Figures from the Defenders Coalition and seen by People Daily point at an escalation of human rights violations and limitation of constitutionally guaranteed freedoms during the Covid pandemic.
In 2020 alone, the lobby has documented a total of 104 acts by State security agents that directly maim the right to assemble peacefully to present petitions to public officials as provided by Article 37 of the constitution.
“This is a 275 per cent increase in the number of cases related to violation of the freedom of assembly compared to last year’s number of 38. The trend is worrying and must be challenged urgently.”
According to the figures, the National Police Service and Director of Criminal Investigations officers are the most notorious in curtailing the constitutional gains made within the past four decades which were characterized by torture, police brutality, extra judicial killings and enforced disappearances of vocal activists.
The organization has successfully organized six other hiking activities which have equally attracted 446 climbers in Mt Longonot, William Hill-Keraita, Kudu Hills, Eburru Forest, Ngong hills and summiting the third tallest peak on Mount Kenya in December 2019, with the oldest climber being 69 year-old James Mburu- a land rights activist from Kakuzi area in Muranga County.
One-step a bob
The campaign is creatively aiming to raise funds by calling on well-wishers to support climbers’ steps by donating a shilling for every step that climbers make when hiking.

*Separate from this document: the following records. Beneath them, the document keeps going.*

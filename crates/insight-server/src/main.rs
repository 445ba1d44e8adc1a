mod config;
mod http;
mod serve;
mod sweeper;

use clap::Parser;
use config::Config;

#[tokio::main]
async fn main() -> anyhow::Result<()> {
    // Initialize tracing
    tracing_subscriber::fmt()
        .with_env_filter(
            tracing_subscriber::EnvFilter::from_default_env()
                .add_directive(tracing::Level::INFO.into()),
        )
        .init();

    // Parse config
    let config = Config::parse();
    config.validate()?;

    serve::run(config).await
}
//! # Retry with exponential backoff
//!
//! Re-runs a fallible async operation under a [`RequestContext`]. The context
//! is checked before every attempt and before every backoff sleep, and the
//! sleep itself ends early when the context does. A fired context always wins
//! over the last operation error.

use crate::context::RequestContext;
use crate::error::Result;
use crate::resilience::RetryPolicy;
use std::future::Future;

impl RetryPolicy {
    /// Run `operation` until it succeeds, the attempts run out, or `ctx` ends.
    ///
    /// When every attempt fails and the context is still live, the last
    /// operation error is returned.
    pub async fn execute<T, F, Fut>(&self, ctx: &RequestContext, mut operation: F) -> Result<T>
    where
        F: FnMut() -> Fut,
        Fut: Future<Output = Result<T>>,
    {
        let attempts = self.max_attempts.max(1);
        let mut attempt = 1;

        loop {
            if let Some(err) = ctx.err() {
                return Err(err);
            }

            let err = match operation().await {
                Ok(value) => return Ok(value),
                Err(err) => err,
            };

            if let Some(cause) = ctx.err() {
                return Err(cause);
            }
            if attempt >= attempts {
                return Err(err);
            }

            let backoff = self.backoff_for(attempt);
            log::debug!(
                "Attempt {}/{} failed ({}), retrying in {:?}",
                attempt,
                attempts,
                err,
                backoff
            );
            ctx.sleep(backoff).await?;
            attempt += 1;
        }
    }
}
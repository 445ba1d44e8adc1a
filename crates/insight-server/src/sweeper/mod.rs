use insight_core::InsightEngine;
use std::sync::Arc;
use std::time::Duration;
use tokio::sync::watch;
use tokio::time::{interval, MissedTickBehavior};
use tracing::{debug, info};

/// Background task: drops expired insights that were never read again.
pub struct CacheSweeper {
    engine: Arc<InsightEngine>,
    interval: Duration,
}

impl CacheSweeper {
    pub fn new(engine: Arc<InsightEngine>, interval: Duration) -> Self {
        Self { engine, interval }
    }

    /// One pass over the cache. Returns the number of entries removed.
    pub fn sweep_once(&self) -> usize {
        let removed = self.engine.cache().purge_expired();
        if removed > 0 {
            debug!(removed, remaining = self.engine.cache().len(), "cache sweep");
        }
        removed
    }

    /// Run until `shutdown` flips to `true`. Call via `tokio::spawn`.
    pub async fn run(self, mut shutdown: watch::Receiver<bool>) {
        let mut ticker = interval(self.interval);
        ticker.set_missed_tick_behavior(MissedTickBehavior::Skip);
        info!(interval_secs = self.interval.as_secs(), "Cache sweeper started");

        loop {
            tokio::select! {
                changed = shutdown.changed() => {
                    if changed.is_err() || *shutdown.borrow() {
                        info!("Cache sweeper shutting down");
                        break;
                    }
                }
                _ = ticker.tick() => {
                    self.sweep_once();
                }
            }
        }
    }
}
use crate::error::{InsightError, Result};
use chrono::{DateTime, Utc};
use rust_decimal::Decimal;
use serde::{Deserialize, Serialize};
use std::fmt;

/// Maximum accepted customer id length.
pub const MAX_CUSTOMER_ID_LEN: usize = 64;

/// Minimum accepted customer id length.
pub const MIN_CUSTOMER_ID_LEN: usize = 3;

/// The two upstream services an insight is built from
#[derive(Debug, Clone, Copy, Serialize, Deserialize, PartialEq, Eq, Hash)]
#[serde(rename_all = "snake_case")]
pub enum Dependency {
    Profile,
    Transactions,
}

impl Dependency {
    pub const ALL: [Dependency; 2] = [Dependency::Profile, Dependency::Transactions];

    pub fn as_str(&self) -> &'static str {
        match self {
            Dependency::Profile => "profile",
            Dependency::Transactions => "transactions",
        }
    }
}

impl fmt::Display for Dependency {
    fn fmt(&self, f: &mut fmt::Formatter<'_>) -> fmt::Result {
        f.write_str(self.as_str())
    }
}

/// Customer profile as returned by the profile service
#[derive(Debug, Clone, Serialize, Deserialize, PartialEq)]
pub struct CustomerProfile {
    pub id: String,
    /// Display name used in the synthesized insight.
    pub name: String,
    pub preference: String,
}

/// Recent activity as returned by the transactions service
#[derive(Debug, Clone, Serialize, Deserialize, PartialEq)]
pub struct TransactionsSummary {
    pub recent_count: u32,
    pub total_amount: Decimal,
}

/// A synthesized insight for one customer
#[derive(Debug, Clone, Serialize, Deserialize, PartialEq)]
pub struct InsightResult {
    pub customer_id: String,
    pub insight: String,
    pub generated_at: DateTime<Utc>,
    /// Whether this copy was served from cache. Never set on the stored value.
    pub cached: bool,
}

impl InsightResult {
    /// Build a fresh (uncached) result from both upstream responses.
    pub fn synthesize(
        customer_id: &str,
        profile: &CustomerProfile,
        summary: &TransactionsSummary,
    ) -> Self {
        Self {
            customer_id: customer_id.to_string(),
            insight: format!(
                "{} made {} transactions recently, totaling {:.2}.",
                profile.name, summary.recent_count, summary.total_amount
            ),
            generated_at: Utc::now(),
            cached: false,
        }
    }
}

/// Check a customer id: 3–64 characters of `[A-Za-z0-9_-]`.
pub fn validate_customer_id(customer_id: &str) -> Result<()> {
    let len_ok = (MIN_CUSTOMER_ID_LEN..=MAX_CUSTOMER_ID_LEN).contains(&customer_id.len());
    let chars_ok = customer_id
        .chars()
        .all(|c| c.is_ascii_alphanumeric() || c == '_' || c == '-');

    if len_ok && chars_ok {
        Ok(())
    } else {
        Err(InsightError::InvalidCustomerId(customer_id.to_string()))
    }
}
pub mod cache;
pub mod context;
pub mod engine;
pub mod error;
pub mod observer;
pub mod providers;
pub mod resilience;
pub mod types;

pub use cache::{CacheEntry, ExpiringCache};
pub use context::RequestContext;
pub use engine::{InsightConfig, InsightEngine};
pub use error::{ErrorClass, InsightError, Result};
pub use observer::{InsightObserver, NoopObserver, UpstreamOutcome};
pub use providers::{
    ProfileProvider, SimulatedProfileProvider, SimulatedTransactionsProvider, TransactionsProvider,
};
pub use resilience::{
    Bulkhead, BulkheadConfig, BulkheadPermit, CircuitBreaker, CircuitBreakerConfig, CircuitState,
    DependencyGuard, DependencyStatus, ResilienceConfig, RetryPolicy, MAX_WINDOW,
};
pub use types::*;
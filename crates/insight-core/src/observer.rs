//! Hooks for metrics. The engine reports cache and upstream events here and
//! never depends on a concrete metrics backend.

use crate::error::{InsightError, Result};
use crate::types::Dependency;
use serde::{Deserialize, Serialize};
use std::time::Duration;

/// How a guarded upstream call ended
#[derive(Debug, Clone, Copy, PartialEq, Eq, Hash, Serialize, Deserialize)]
#[serde(rename_all = "snake_case")]
pub enum UpstreamOutcome {
    Success,
    Failure,
    Timeout,
    Cancelled,
}

impl UpstreamOutcome {
    pub fn of<T>(result: &Result<T>) -> Self {
        match result {
            Ok(_) => Self::Success,
            Err(InsightError::DeadlineExceeded) => Self::Timeout,
            Err(InsightError::Cancelled) => Self::Cancelled,
            Err(_) => Self::Failure,
        }
    }

    pub fn as_str(&self) -> &'static str {
        match self {
            Self::Success => "success",
            Self::Failure => "failure",
            Self::Timeout => "timeout",
            Self::Cancelled => "cancelled",
        }
    }
}

pub trait InsightObserver: Send + Sync {
    fn cache_hit(&self) {}
    fn cache_miss(&self) {}
    fn upstream_completed(&self, _dependency: Dependency, _outcome: UpstreamOutcome, _elapsed: Duration) {}
    fn circuit_rejected(&self, _dependency: Dependency) {}
    fn bulkhead_rejected(&self, _dependency: Dependency) {}
}

#[derive(Debug, Default, Clone, Copy)]
pub struct NoopObserver;

impl InsightObserver for NoopObserver {}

The initiative aims to bring together 30 climbers who will embark on a 5-day expedition of the tallest Mountain in Africa, Mount Kilimanjaro, in December 2020.
It approximates that each climber will make 140,000 steps going up to the highest peak on the mountain- Point Uhuru- and down.
Through the lobby’s estimates, climbers will make a cumulative total of 4.2 million steps thus aim to raise Sh4.2 million.